---------- Records provided
//! Taxonomy Time Machine core library.
#![deny(clippy::unwrap_used, clippy::expect_used)]
//!
//! An append-only event log of taxonomic changes over time, a differential
//! ingester that turns full taxonomy snapshots into that log, and a query
//! engine that answers point-in-time questions against it: what a taxon's
//! lineage looked like on a given date, who its children were, when its
//! classification changed, and free-text search over the names it has ever
//! held.
//!
//! # Example
//!
//! ```no_run
//! use ttm_core::store::{DbConfig, EventStore};
//! use ttm_core::query::QueryEngine;
//! use ttm_core::event::TaxId;
//!
//! # async fn run() -> ttm_core::error::Result<()> {
//! let store = EventStore::connect(&DbConfig::from_env()?).await?;
//! let engine = QueryEngine::new(&store);
//! let lineage = engine.get_lineage(&TaxId::from("9606"), None).await?;
//! # let _ = lineage;
//! # Ok(())
//! # }
//! ```

pub mod error;
pub mod event;
pub mod ingest;
pub mod query;
pub mod store;

pub use error::{CoreError, Result};
pub use event::{Event, EventKind, TaxId};
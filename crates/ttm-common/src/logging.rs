//! Logging configuration and initialization.
//!
//! Centralizes `tracing` setup for both the query-serving side (long-lived
//! process, console logging) and the ingestion batch job (often run from
//! cron, file logging preferred). Mirrors the console/file/both split used
//! elsewhere in this family of tools.
//!
//! Use structured fields rather than interpolating into the message:
//!
//! ```rust
//! use tracing::info;
//! # let tax_id = "9606"; let n = 3;
//! info!(tax_id = %tax_id, events = n, "ingested taxon");
//! ```

use serde::{Deserialize, Serialize};
use std::path::PathBuf;
use tracing::Level;
use tracing_subscriber::{
    fmt::{self, format::FmtSpan},
    layer::SubscriberExt,
    util::SubscriberInitExt,
    EnvFilter,
};

use crate::error::{CommonError, Result};

/// Log level for filtering messages
#[derive(Debug, Clone, Copy, PartialEq, Eq, Serialize, Deserialize, Default)]
#[serde(rename_all = "lowercase")]
pub enum LogLevel {
    Trace,
    Debug,
    #[default]
    Info,
    Warn,
    Error,
}

impl LogLevel {
    pub fn to_tracing_level(self) -> Level {
        match self {
            LogLevel::Trace => Level::TRACE,
            LogLevel::Debug => Level::DEBUG,
            LogLevel::Info => Level::INFO,
            LogLevel::Warn => Level::WARN,
            LogLevel::Error => Level::ERROR,
        }
    }
}

impl std::str::FromStr for LogLevel {
    type Err = CommonError;

    fn from_str(s: &str) -> std::result::Result<Self, Self::Err> {
        match s.to_lowercase().as_str() {
            "trace" => Ok(LogLevel::Trace),
            "debug" => Ok(LogLevel::Debug),
            "info" => Ok(LogLevel::Info),
            "warn" | "warning" => Ok(LogLevel::Warn),
            "error" => Ok(LogLevel::Error),
            other => Err(CommonError::InvalidLogLevel(other.to_string())),
        }
    }
}

/// Output target for logs
#[derive(Debug, Clone, PartialEq, Eq, Serialize, Deserialize, Default)]
#[serde(rename_all = "lowercase")]
pub enum LogOutput {
    #[default]
    Console,
    File,
    Both,
}

impl std::str::FromStr for LogOutput {
    type Err = CommonError;

    fn from_str(s: &str) -> std::result::Result<Self, Self::Err> {
        match s.to_lowercase().as_str() {
            "console" | "stdout" => Ok(LogOutput::Console),
            "file" => Ok(LogOutput::File),
            "both" | "all" => Ok(LogOutput::Both),
            other => Err(CommonError::Config(format!("invalid log output: {other}"))),
        }
    }
}

/// Log format
#[derive(Debug, Clone, PartialEq, Eq, Serialize, Deserialize, Default)]
#[serde(rename_all = "lowercase")]
pub enum LogFormat {
    #[default]
    Text,
    Json,
}

impl std::str::FromStr for LogFormat {
    type Err = CommonError;

    fn from_str(s: &str) -> std::result::Result<Self, Self::Err> {
        match s.to_lowercase().as_str() {
            "text" | "pretty" => Ok(LogFormat::Text),
            "json" => Ok(LogFormat::Json),
            other => Err(CommonError::Config(format!("invalid log format: {other}"))),
        }
    }
}

/// Logging configuration
#[derive(Debug, Clone, Serialize, Deserialize)]
pub struct LogConfig {
    pub level: LogLevel,
    pub output: LogOutput,
    pub format: LogFormat,
    pub log_dir: PathBuf,
    pub log_file_prefix: String,
    pub filter_directives: Option<String>,
}

impl Default for LogConfig {
    fn default() -> Self {
        Self {
            level: LogLevel::Info,
            output: LogOutput::Console,
            format: LogFormat::Text,
            log_dir: PathBuf::from("./logs"),
            log_file_prefix: "ttm".to_string(),
            filter_directives: None,
        }
    }
}

impl LogConfig {
    /// Load configuration from environment variables
    ///
    /// - `LOG_LEVEL`, `LOG_OUTPUT`, `LOG_FORMAT`, `LOG_DIR`, `LOG_FILE_PREFIX`, `LOG_FILTER`
    pub fn from_env() -> Result<Self> {
        let mut config = Self::default();

        if let Ok(level) = std::env::var("LOG_LEVEL") {
            config.level = level.parse()?;
        }
        if let Ok(output) = std::env::var("LOG_OUTPUT") {
            config.output = output.parse()?;
        }
        if let Ok(format) = std::env::var("LOG_FORMAT") {
            config.format = format.parse()?;
        }
        if let Ok(dir) = std::env::var("LOG_DIR") {
            config.log_dir = PathBuf::from(dir);
        }
        if let Ok(prefix) = std::env::var("LOG_FILE_PREFIX") {
            config.log_file_prefix = prefix;
        }
        if let Ok(filter) = std::env::var("LOG_FILTER") {
            config.filter_directives = Some(filter);
        }

        Ok(config)
    }
}

/// Initialize the global `tracing` subscriber. Call once at process startup.
pub fn init_logging(config: &LogConfig) -> Result<()> {
    let mut filter =
        EnvFilter::from_default_env().add_directive(config.level.to_tracing_level().into());

    if let Some(ref directives) = config.filter_directives {
        for directive in directives.split(',') {
            filter = filter.add_directive(
                directive
                    .parse()
                    .map_err(|e| CommonError::Config(format!("bad filter directive: {e}")))?,
            );
        }
    }

    match config.output {
        LogOutput::Console => init_console_logging(config, filter),
        LogOutput::File => init_file_logging(config, filter),
        LogOutput::Both => init_both_logging(config, filter),
    }
}

fn init_console_logging(config: &LogConfig, filter: EnvFilter) -> Result<()> {
    let fmt_layer = fmt::layer()
        .with_writer(std::io::stdout)
        .with_span_events(FmtSpan::CLOSE);

    match config.format {
        LogFormat::Text => {
            let _ = tracing_subscriber::registry()
                .with(filter)
                .with(fmt_layer)
                .try_init();
        }
        LogFormat::Json => {
            let _ = tracing_subscriber::registry()
                .with(filter)
                .with(fmt_layer.json())
                .try_init();
        }
    }
    Ok(())
}

fn init_file_logging(config: &LogConfig, filter: EnvFilter) -> Result<()> {
    std::fs::create_dir_all(&config.log_dir)?;
    let file_appender = tracing_appender::rolling::daily(&config.log_dir, &config.log_file_prefix);
    let (non_blocking, guard) = tracing_appender::non_blocking(file_appender);
    // Leaked deliberately: the guard must outlive the process for buffered
    // writes to flush, and this is only ever called once at startup.
    std::mem::forget(guard);

    let fmt_layer = fmt::layer()
        .with_writer(non_blocking)
        .with_span_events(FmtSpan::CLOSE)
        .with_ansi(false);

    match config.format {
        LogFormat::Text => {
            let _ = tracing_subscriber::registry()
                .with(filter)
                .with(fmt_layer)
                .try_init();
        }
        LogFormat::Json => {
            let _ = tracing_subscriber::registry()
                .with(filter)
                .with(fmt_layer.json())
                .try_init();
        }
    }
    Ok(())
}

fn init_both_logging(config: &LogConfig, filter: EnvFilter) -> Result<()> {
    std::fs::create_dir_all(&config.log_dir)?;
    let file_appender = tracing_appender::rolling::daily(&config.log_dir, &config.log_file_prefix);
    let (non_blocking, guard) = tracing_appender::non_blocking(file_appender);
    std::mem::forget(guard);

    let console_layer = fmt::layer()
        .with_writer(std::io::stdout)
        .with_span_events(FmtSpan::CLOSE);
    let file_layer = fmt::layer()
        .with_writer(non_blocking)
        .with_span_events(FmtSpan::CLOSE)
        .with_ansi(false);

    match config.format {
        LogFormat::Text => {
            let _ = tracing_subscriber::registry()
                .with(filter)
                .with(console_layer)
                .with(file_layer)
                .try_init();
        }
        LogFormat::Json => {
            let _ = tracing_subscriber::registry()
                .with(filter)
                .with(console_layer.json())
                .with(file_layer.json())
                .try_init();
        }
    }
    Ok(())
}

#[cfg(test)]
#[allow(clippy::unwrap_used, clippy::expect_used)]
mod tests {
    use super::*;

    #[test]
    fn test_log_level_from_str() {
        assert_eq!("trace".parse::<LogLevel>().unwrap(), LogLevel::Trace);
        assert_eq!("INFO".parse::<LogLevel>().unwrap(), LogLevel::Info);
        assert!("bogus".parse::<LogLevel>().is_err());
    }

    #[test]
    fn test_log_output_from_str() {
        assert_eq!("console".parse::<LogOutput>().unwrap(), LogOutput::Console);
        assert_eq!("both".parse::<LogOutput>().unwrap(), LogOutput::Both);
        assert!("bogus".parse::<LogOutput>().is_err());
    }

    #[test]
    fn test_default_config() {
        let config = LogConfig::default();
        assert_eq!(config.level, LogLevel::Info);
        assert_eq!(config.output, LogOutput::Console);
    }
}
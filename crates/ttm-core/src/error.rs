//! Domain error types for the event store, ingester, and query engine.

use thiserror::Error;

/// Result type alias used throughout `ttm-core`.
pub type Result<T> = std::result::Result<T, CoreError>;

/// Errors from the event store: connection setup, schema application, and
/// query execution against the SQLite database.
#[derive(Error, Debug)]
pub enum StorageError {
    #[error("database error: {0}")]
    Sqlx(#[from] sqlx::Error),

    #[error("invalid database configuration: {0}")]
    Config(String),
}

impl StorageError {
    pub fn config(msg: impl Into<String>) -> Self {
        Self::Config(msg.into())
    }
}

/// Errors from differential ingestion: malformed snapshot input or a source
/// that has already been ingested.
#[derive(Error, Debug)]
pub enum IngestError {
    #[error("malformed snapshot entry: {0}")]
    MalformedEntry(String),

    #[error("could not parse version date from path: {0}")]
    UnparseableVersionDate(String),

    #[error(transparent)]
    Storage(#[from] StorageError),
}

/// Top-level error type composing the layers above: each subsystem owns its
/// error enum, and this type only adds `#[from]` glue plus a few query-time
/// failures that don't belong to either layer.
#[derive(Error, Debug)]
pub enum CoreError {
    #[error(transparent)]
    Storage(#[from] StorageError),

    #[error(transparent)]
    Ingest(#[from] IngestError),

    #[error("taxon not found: {0}")]
    NotFound(String),

    #[error("lineage traversal exceeded the depth limit of {0}")]
    DepthLimitExceeded(usize),

    #[error(transparent)]
    Common(#[from] ttm_common::CommonError),
}

impl From<sqlx::Error> for CoreError {
    fn from(e: sqlx::Error) -> Self {
        CoreError::Storage(StorageError::Sqlx(e))
    }
}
--------------------
# [Task instructions]
In the data above, which lines lie between the line with "fn init_file_logging(config: &LogConfig, filter: EnvFilter)" and the line with "once at startup.", inclusive? Print those lines exactly and nothing else.

# [Written answer]
fn init_file_logging(config: &LogConfig, filter: EnvFilter) -> Result<()> {
    std::fs::create_dir_all(&config.log_dir)?;
    let file_appender = tracing_appender::rolling::daily(&config.log_dir, &config.log_file_prefix);
    let (non_blocking, guard) = tracing_appender::non_blocking(file_appender);
    // Leaked deliberately: the guard must outlive the process for buffered
    // writes to flush, and this is only ever called once at startup.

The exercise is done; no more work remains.